Part of the sprawling Bega Cheese factory at North Bega. Job losses reflect changing consumer taste. Photo: File.

Dairy processor Bega Cheese has announced it will cut 74 jobs from its factories in the Bega Valley and move production to the Strathmerton factory in Victoria.

Bega Valley Mayor Sharon Tapscott says she’s devastated for the people set to lose their jobs at Bega Cheese as part of the processor’s moves to rationalise production.

“I’m just upset for the people who are losing their jobs,” Cr Tapscott said. “I know Bega Cheese hasn’t made this decision lightly and I understand they have a business case for the move to stay viable and keep other jobs safe. I just hope we are able to absorb these people into other jobs in our community.”

The cut represents 12 per cent of Bega Cheese’s 600-strong workforce in the Bega Valley. The company hopes it will be able to make the cuts through a voluntary redundancy process.

Cr Tapscott said she understood the cuts were not due to COVID-19 but part of a structural review.

“The drought has not helped either.
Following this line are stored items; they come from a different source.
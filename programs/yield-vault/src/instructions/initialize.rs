use anchor_lang::prelude::*;
use anchor_spl::{
    associated_token::AssociatedToken,
    token::{Mint, Token, TokenAccount},
};

use crate::{constants::*, events::*, state::*};

/// Initialize a new vault for a given asset token
#[derive(Accounts)]
pub struct Initialize<'info> {
    /// Vault authority - can pause the vault and manage the strategy
    #[account(mut)]
    pub authority: Signer<'info>,

    /// Vault state PDA
    #[account(
        init,
        payer = authority,
        space = VAULT_SIZE,
        seeds = [VAULT_SEED, asset_mint.key().as_ref()],
        bump
    )]
    pub vault_state: Account<'info, Vault>,

    /// Asset token mint (the underlying token users deposit)
    pub asset_mint: Account<'info, Mint>,

    /// Share token mint PDA, minted/burned only by the vault authority PDA
    #[account(
        init,
        payer = authority,
        seeds = [SHARE_MINT_SEED, asset_mint.key().as_ref()],
        bump,
        mint::decimals = asset_mint.decimals,
        mint::authority = vault_authority,
    )]
    pub share_mint: Account<'info, Mint>,

    /// CHECK: PDA used as mint and transfer authority, validated by seeds
    #[account(
        seeds = [VAULT_AUTHORITY_SEED, asset_mint.key().as_ref()],
        bump
    )]
    pub vault_authority: UncheckedAccount<'info>,

    /// Vault's token account for holding idle assets
    #[account(
        init,
        payer = authority,
        associated_token::mint = asset_mint,
        associated_token::authority = vault_authority,
    )]
    pub vault_token_account: Account<'info, TokenAccount>,

    pub token_program: Program<'info, Token>,
    pub associated_token_program: Program<'info, AssociatedToken>,
    pub system_program: Program<'info, System>,
}

pub fn handler(ctx: Context<Initialize>) -> Result<()> {
    let vault_state = &mut ctx.accounts.vault_state;

    vault_state.authority = ctx.accounts.authority.key();
    vault_state.asset_mint = ctx.accounts.asset_mint.key();
    vault_state.share_mint = ctx.accounts.share_mint.key();
    vault_state.strategy = Pubkey::default();
    vault_state.paused = false;
    vault_state.locked = false;
    vault_state.bump = ctx.bumps.vault_state;
    vault_state.share_bump = ctx.bumps.share_mint;
    vault_state.authority_bump = ctx.bumps.vault_authority;
    vault_state._reserved = [0; 64];

    emit!(VaultInitialized {
        vault: vault_state.key(),
        authority: vault_state.authority,
        asset_mint: vault_state.asset_mint,
        share_mint: vault_state.share_mint,
        timestamp: Clock::get()?.unix_timestamp,
    });

    Ok(())
}
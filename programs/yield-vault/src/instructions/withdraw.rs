use anchor_lang::prelude::*;
use anchor_lang::solana_program::program_option::COption;
use anchor_spl::token::{self, Burn, Mint, Token, TokenAccount, Transfer};

use crate::{constants::*, errors::*, events::*, math::*, state::*};

use super::strategy::cover_shortfall;

/// Withdraw an exact asset amount by burning however many shares that costs
#[derive(Accounts)]
pub struct Withdraw<'info> {
    /// Caller - the share owner or an approved delegate
    #[account(mut)]
    pub caller: Signer<'info>,

    /// Vault state PDA
    #[account(
        mut,
        seeds = [VAULT_SEED, vault_state.asset_mint.as_ref()],
        bump = vault_state.bump,
        constraint = !vault_state.paused @ VaultError::VaultPaused,
    )]
    pub vault_state: Account<'info, Vault>,

    /// Share mint
    #[account(
        mut,
        address = vault_state.share_mint @ VaultError::InvalidMint,
    )]
    pub share_mint: Account<'info, Mint>,

    /// CHECK: PDA used as transfer authority, validated by seeds
    #[account(
        seeds = [VAULT_AUTHORITY_SEED, vault_state.asset_mint.as_ref()],
        bump = vault_state.authority_bump,
    )]
    pub vault_authority: UncheckedAccount<'info>,

    /// Owner's share token account (shares are burned from here)
    #[account(
        mut,
        constraint = owner_share_account.mint == vault_state.share_mint @ VaultError::InvalidMint,
    )]
    pub owner_share_account: Account<'info, TokenAccount>,

    /// Receiver's asset token account (destination)
    #[account(
        mut,
        constraint = receiver_asset_account.mint == vault_state.asset_mint @ VaultError::InvalidMint,
    )]
    pub receiver_asset_account: Account<'info, TokenAccount>,

    /// Vault's token account
    #[account(
        mut,
        constraint = vault_token_account.mint == vault_state.asset_mint @ VaultError::InvalidMint,
        constraint = vault_token_account.owner == vault_authority.key() @ VaultError::InvalidOwner,
    )]
    pub vault_token_account: Account<'info, TokenAccount>,

    /// Strategy state, required iff the vault has one wired
    #[account(mut)]
    pub strategy_state: Option<Account<'info, StrategyState>>,

    /// Strategy's token account, required when a shortfall unwind is possible
    #[account(mut)]
    pub strategy_token_account: Option<Account<'info, TokenAccount>>,

    pub token_program: Program<'info, Token>,
}

/// Verify the caller may spend `shares` from the owner's share account.
///
/// The owner spends freely; anyone else must be the account's SPL delegate
/// with enough delegated shares. Pre-checked here so the failure surfaces
/// as a specific vault error instead of a raw token-program error.
pub fn check_share_authority(
    caller: &Pubkey,
    owner_share_account: &Account<TokenAccount>,
    shares: u64,
) -> Result<()> {
    require!(
        owner_share_account.amount >= shares,
        VaultError::InsufficientShares
    );
    if owner_share_account.owner != *caller {
        let is_delegate = match &owner_share_account.delegate {
            COption::Some(delegate) => delegate == caller,
            COption::None => false,
        };
        require!(is_delegate, VaultError::InsufficientAllowance);
        require!(
            owner_share_account.delegated_amount >= shares,
            VaultError::InsufficientAllowance
        );
    }
    Ok(())
}

/// Shares are charged with ceiling rounding so the vault is never
/// undercompensated for the exact assets it pays out. Shares burn before
/// any asset moves; a reentrant call during the transfer sees the already
/// reduced supply and cannot double-spend them.
pub fn handler(ctx: Context<Withdraw>, assets: u64) -> Result<u64> {
    require!(assets > 0, VaultError::ZeroAmount);

    {
        let vault_state = &mut ctx.accounts.vault_state;
        require!(!vault_state.locked, VaultError::ReentrantCall);
        vault_state.locked = true;
    }

    let idle = ctx.accounts.vault_token_account.amount;
    let managed = resolve_managed_assets(
        &ctx.accounts.vault_state,
        ctx.accounts.strategy_state.as_ref(),
    )?;
    let pool = total_assets(idle, managed)?;
    let supply = ctx.accounts.share_mint.supply;

    let shares = convert_to_shares(assets, pool, supply, Rounding::Ceiling)?;
    require!(shares > 0, VaultError::ZeroAmount);

    check_share_authority(
        &ctx.accounts.caller.key(),
        &ctx.accounts.owner_share_account,
        shares,
    )?;

    // Burn before any asset leaves custody
    let burn_ctx = CpiContext::new(
        ctx.accounts.token_program.to_account_info(),
        Burn {
            mint: ctx.accounts.share_mint.to_account_info(),
            from: ctx.accounts.owner_share_account.to_account_info(),
            authority: ctx.accounts.caller.to_account_info(),
        },
    );
    token::burn(burn_ctx, shares)?;

    // Pull any shortfall back from the strategy before paying out
    cover_shortfall(
        &ctx.accounts.vault_state,
        &mut ctx.accounts.vault_token_account,
        &mut ctx.accounts.strategy_state,
        &ctx.accounts.strategy_token_account,
        &ctx.accounts.token_program,
        assets,
    )?;

    let idle_before_payout = ctx.accounts.vault_token_account.amount;

    let asset_mint_key = ctx.accounts.vault_state.asset_mint;
    let authority_bump = ctx.accounts.vault_state.authority_bump;
    let authority_seeds: &[&[u8]] = &[
        VAULT_AUTHORITY_SEED,
        asset_mint_key.as_ref(),
        &[authority_bump],
    ];
    let signer_seeds = &[&authority_seeds[..]];

    let transfer_ctx = CpiContext::new_with_signer(
        ctx.accounts.token_program.to_account_info(),
        Transfer {
            from: ctx.accounts.vault_token_account.to_account_info(),
            to: ctx.accounts.receiver_asset_account.to_account_info(),
            authority: ctx.accounts.vault_authority.to_account_info(),
        },
        signer_seeds,
    );
    token::transfer(transfer_ctx, assets)?;

    ctx.accounts.vault_token_account.reload()?;
    let sent = idle_before_payout
        .checked_sub(ctx.accounts.vault_token_account.amount)
        .ok_or(VaultError::MathOverflow)?;
    require!(sent == assets, VaultError::TransferAmountMismatch);

    ctx.accounts.vault_state.locked = false;

    let managed_after = ctx
        .accounts
        .strategy_state
        .as_ref()
        .map(|s| s.managed_assets)
        .unwrap_or(0);

    emit!(Withdrawn {
        vault: ctx.accounts.vault_state.key(),
        caller: ctx.accounts.caller.key(),
        receiver: ctx.accounts.receiver_asset_account.owner,
        owner: ctx.accounts.owner_share_account.owner,
        assets,
        shares,
        total_assets: total_assets(ctx.accounts.vault_token_account.amount, managed_after)?,
        total_shares: supply.checked_sub(shares).ok_or(VaultError::MathOverflow)?,
        timestamp: Clock::get()?.unix_timestamp,
    });

    Ok(shares)
}
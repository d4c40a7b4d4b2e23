use anchor_lang::prelude::*;

/// Custom error codes for the Yield Vault program
///
/// Every failure reports a single specific kind so callers can distinguish,
/// e.g., "paused" from "insufficient liquidity".
#[error_code]
pub enum VaultError {
    #[msg("Amount must be greater than zero")]
    ZeroAmount,

    #[msg("Insufficient share balance for the requested operation")]
    InsufficientShares,

    #[msg("Caller is not an approved delegate or lacks delegated shares")]
    InsufficientAllowance,

    #[msg("Vault is paused")]
    VaultPaused,

    #[msg("Deploy amount exceeds idle vault balance")]
    InsufficientIdleLiquidity,

    #[msg("Strategy did not deliver the exact requested amount")]
    InsufficientStrategyLiquidity,

    #[msg("Observed balance delta differs from expected transfer amount")]
    TransferAmountMismatch,

    #[msg("Unauthorized - only vault authority can perform this action")]
    Unauthorized,

    #[msg("Reentrant call into a guarded vault operation")]
    ReentrantCall,

    #[msg("Math overflow occurred during calculation")]
    MathOverflow,

    #[msg("Cannot divide by zero - vault has no backing assets")]
    DivisionByZero,

    #[msg("Invalid token mint - does not match vault configuration")]
    InvalidMint,

    #[msg("Invalid token account owner")]
    InvalidOwner,

    #[msg("Strategy account does not match the wired strategy")]
    InvalidStrategy,

    #[msg("Vault already has a strategy wired")]
    StrategyAlreadySet,

    #[msg("Vault has no strategy wired")]
    StrategyNotSet,
}
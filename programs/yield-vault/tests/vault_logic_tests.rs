/// Logic-level tests for the Yield Vault program
///
/// These drive the same conversion and ordering rules the instruction
/// handlers use, through a small in-memory vault simulation: deposits are
/// priced by observed delta against the pre-transfer pool, shares burn
/// before assets leave, shortfalls unwind through the strategy with an
/// exact-delivery requirement. On-chain atomicity (a failed instruction
/// reverting all writes) is the runtime's job and is not re-modeled here;
/// tests assert the failure kind instead.
///
/// Full SVM integration tests would require aligning Solana SDK versions
/// between Anchor 0.32.1 and mollusk-svm 0.7.2; see the version-conflict
/// note in the program's test setup.

use anchor_lang::prelude::Pubkey;
use yield_vault::constants::*;
use yield_vault::math::{
    convert_to_assets, convert_to_shares, max_withdraw_assets, mul_div, Rounding,
};

#[derive(Debug, PartialEq)]
enum SimError {
    ZeroAmount,
    Paused,
    InsufficientShares,
    InsufficientIdleLiquidity,
    StrategyShortfall,
}

struct SimStrategy {
    /// Tokens actually sitting in strategy custody
    held: u64,
    /// Self-reported total the engine trusts
    managed: u64,
}

/// Mirrors the handler-visible state: idle token balance, share supply,
/// and the strategy's self-reported position.
struct SimVault {
    idle: u64,
    supply: u64,
    paused: bool,
    strategy: Option<SimStrategy>,
}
You keep overlaying these things and something has to give.”

READ ALSO: Victorian teenager tests positive to COVID-19 on South Coast holiday

Cr Tapscott said her council had economic development at the forefront of its agenda, but current circumstances were proving challenging.

“You seem to take two steps forward and one step back at the moment,” she said.

“We are limping along, doing the best that we can. We are highly resilient people [in the Bega Valley Shire]. I just hope, as a community, we can look after these people.”

Bega Cheese executive chairman Barry Irvin told ABC Radio the job cuts were a strategic move to rationalise production.

“The situation isn’t related to the pandemic, it’s related to our processing cheese factory,” he said.

“We’ve elected to consolidate just the processed cheese into the Strathmerton facility because it has been purpose-built.

“Anyone who goes to the supermarket these days will see that consumers are buying natural cheese slices not processed cheese slices … it’s a shrinking market. We will have 74 staff that will not be required, we will have 19 staff go by August and the rest will be gone by the end of the year.”